[Work task]
The required result is each line of the entries below containing the string "prints".

───── Provided data

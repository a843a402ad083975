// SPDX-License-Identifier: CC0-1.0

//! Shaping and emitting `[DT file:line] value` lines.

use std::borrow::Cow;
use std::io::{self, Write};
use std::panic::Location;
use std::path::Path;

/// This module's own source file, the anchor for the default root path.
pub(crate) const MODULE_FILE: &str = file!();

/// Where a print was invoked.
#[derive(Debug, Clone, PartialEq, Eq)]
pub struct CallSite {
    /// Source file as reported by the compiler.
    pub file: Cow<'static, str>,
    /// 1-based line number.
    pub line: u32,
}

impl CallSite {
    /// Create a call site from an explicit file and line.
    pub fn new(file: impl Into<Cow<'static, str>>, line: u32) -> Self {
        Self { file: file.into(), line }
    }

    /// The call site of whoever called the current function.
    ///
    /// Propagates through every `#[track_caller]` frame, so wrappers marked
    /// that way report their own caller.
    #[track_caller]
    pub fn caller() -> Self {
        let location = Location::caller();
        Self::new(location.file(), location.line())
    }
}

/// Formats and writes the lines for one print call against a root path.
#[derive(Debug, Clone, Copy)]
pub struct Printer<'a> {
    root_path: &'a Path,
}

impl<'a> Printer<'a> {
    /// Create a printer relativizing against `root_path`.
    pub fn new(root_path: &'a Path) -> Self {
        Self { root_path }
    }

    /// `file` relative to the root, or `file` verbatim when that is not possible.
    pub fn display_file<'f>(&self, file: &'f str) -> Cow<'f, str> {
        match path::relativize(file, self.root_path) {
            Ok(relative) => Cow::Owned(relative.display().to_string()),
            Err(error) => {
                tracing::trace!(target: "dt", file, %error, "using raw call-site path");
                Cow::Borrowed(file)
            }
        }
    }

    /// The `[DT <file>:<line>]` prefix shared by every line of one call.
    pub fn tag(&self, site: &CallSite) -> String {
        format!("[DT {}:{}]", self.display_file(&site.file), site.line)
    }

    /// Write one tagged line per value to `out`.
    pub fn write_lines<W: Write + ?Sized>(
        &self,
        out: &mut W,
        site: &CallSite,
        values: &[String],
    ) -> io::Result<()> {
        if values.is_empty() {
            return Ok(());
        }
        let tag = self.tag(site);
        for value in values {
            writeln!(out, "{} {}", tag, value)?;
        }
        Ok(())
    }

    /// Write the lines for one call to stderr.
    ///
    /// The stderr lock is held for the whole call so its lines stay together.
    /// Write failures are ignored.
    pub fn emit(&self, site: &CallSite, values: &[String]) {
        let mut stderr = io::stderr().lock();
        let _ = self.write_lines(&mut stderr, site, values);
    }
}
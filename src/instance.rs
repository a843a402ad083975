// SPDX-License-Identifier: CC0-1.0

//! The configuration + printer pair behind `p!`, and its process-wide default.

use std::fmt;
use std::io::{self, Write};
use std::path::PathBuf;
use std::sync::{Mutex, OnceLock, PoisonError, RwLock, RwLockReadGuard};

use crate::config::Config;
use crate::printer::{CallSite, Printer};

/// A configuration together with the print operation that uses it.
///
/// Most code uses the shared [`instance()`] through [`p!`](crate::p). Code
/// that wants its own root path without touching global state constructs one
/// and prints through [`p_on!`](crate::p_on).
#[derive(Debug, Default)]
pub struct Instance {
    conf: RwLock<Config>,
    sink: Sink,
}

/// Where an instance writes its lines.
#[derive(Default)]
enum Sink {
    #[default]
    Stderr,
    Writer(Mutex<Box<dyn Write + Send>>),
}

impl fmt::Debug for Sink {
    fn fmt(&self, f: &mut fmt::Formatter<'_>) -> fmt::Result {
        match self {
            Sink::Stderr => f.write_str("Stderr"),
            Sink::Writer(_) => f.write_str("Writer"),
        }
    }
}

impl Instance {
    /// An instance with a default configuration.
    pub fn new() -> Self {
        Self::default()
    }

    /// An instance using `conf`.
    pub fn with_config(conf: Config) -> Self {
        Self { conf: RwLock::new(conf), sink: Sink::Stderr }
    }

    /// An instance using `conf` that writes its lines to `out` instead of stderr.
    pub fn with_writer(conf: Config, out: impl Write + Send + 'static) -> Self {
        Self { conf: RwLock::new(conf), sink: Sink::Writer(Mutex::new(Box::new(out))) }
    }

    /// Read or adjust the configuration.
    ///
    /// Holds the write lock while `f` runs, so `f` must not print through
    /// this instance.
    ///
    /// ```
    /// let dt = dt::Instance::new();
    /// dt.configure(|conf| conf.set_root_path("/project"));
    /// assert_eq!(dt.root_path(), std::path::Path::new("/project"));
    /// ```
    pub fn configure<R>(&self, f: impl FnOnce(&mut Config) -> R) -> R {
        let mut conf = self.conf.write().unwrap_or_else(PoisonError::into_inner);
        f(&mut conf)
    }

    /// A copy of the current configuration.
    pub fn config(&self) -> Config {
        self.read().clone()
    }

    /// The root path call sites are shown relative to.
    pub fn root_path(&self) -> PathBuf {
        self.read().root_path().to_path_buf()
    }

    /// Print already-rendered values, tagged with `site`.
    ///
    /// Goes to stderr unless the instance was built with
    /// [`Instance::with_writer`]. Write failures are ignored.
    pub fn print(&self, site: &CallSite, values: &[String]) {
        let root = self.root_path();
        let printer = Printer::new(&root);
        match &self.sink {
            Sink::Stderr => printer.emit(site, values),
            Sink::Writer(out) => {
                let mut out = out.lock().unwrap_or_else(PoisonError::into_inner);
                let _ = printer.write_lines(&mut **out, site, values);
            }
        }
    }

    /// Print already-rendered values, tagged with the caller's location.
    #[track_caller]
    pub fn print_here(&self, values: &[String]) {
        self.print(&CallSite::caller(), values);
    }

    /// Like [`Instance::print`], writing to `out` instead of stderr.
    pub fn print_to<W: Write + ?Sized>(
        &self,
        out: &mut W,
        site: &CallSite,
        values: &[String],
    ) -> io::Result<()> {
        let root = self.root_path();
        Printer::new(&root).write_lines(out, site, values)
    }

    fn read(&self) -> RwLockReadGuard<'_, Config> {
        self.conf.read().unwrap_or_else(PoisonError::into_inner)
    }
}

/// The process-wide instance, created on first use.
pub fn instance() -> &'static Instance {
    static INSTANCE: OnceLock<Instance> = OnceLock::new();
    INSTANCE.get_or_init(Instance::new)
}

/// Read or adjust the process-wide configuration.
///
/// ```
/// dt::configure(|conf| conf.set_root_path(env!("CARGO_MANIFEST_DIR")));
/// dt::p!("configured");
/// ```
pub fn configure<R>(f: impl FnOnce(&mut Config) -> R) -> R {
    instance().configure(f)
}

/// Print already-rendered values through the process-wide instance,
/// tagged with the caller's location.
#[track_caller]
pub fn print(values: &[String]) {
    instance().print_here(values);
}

──────────
───── Provided data

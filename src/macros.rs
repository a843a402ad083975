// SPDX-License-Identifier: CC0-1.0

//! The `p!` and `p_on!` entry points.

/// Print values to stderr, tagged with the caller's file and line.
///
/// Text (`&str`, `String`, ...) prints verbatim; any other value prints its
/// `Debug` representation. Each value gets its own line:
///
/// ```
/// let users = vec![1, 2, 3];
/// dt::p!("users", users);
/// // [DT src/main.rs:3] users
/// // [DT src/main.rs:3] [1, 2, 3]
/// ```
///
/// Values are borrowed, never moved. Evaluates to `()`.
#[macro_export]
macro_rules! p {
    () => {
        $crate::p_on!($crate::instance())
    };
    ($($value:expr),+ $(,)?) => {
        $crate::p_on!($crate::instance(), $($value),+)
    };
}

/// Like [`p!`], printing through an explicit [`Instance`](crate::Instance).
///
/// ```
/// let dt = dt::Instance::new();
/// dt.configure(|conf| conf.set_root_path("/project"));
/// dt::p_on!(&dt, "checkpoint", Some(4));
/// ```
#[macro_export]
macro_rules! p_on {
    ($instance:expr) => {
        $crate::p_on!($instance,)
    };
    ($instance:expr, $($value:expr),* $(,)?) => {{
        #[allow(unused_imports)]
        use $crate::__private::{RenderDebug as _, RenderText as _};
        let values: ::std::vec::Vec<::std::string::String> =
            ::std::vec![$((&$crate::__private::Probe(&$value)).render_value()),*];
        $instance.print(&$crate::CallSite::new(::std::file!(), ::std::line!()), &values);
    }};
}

──────────

[Answer box]
/// and prints through [`p_on!`](crate::p_on).
/// Text (`&str`, `String`, ...) prints verbatim; any other value prints its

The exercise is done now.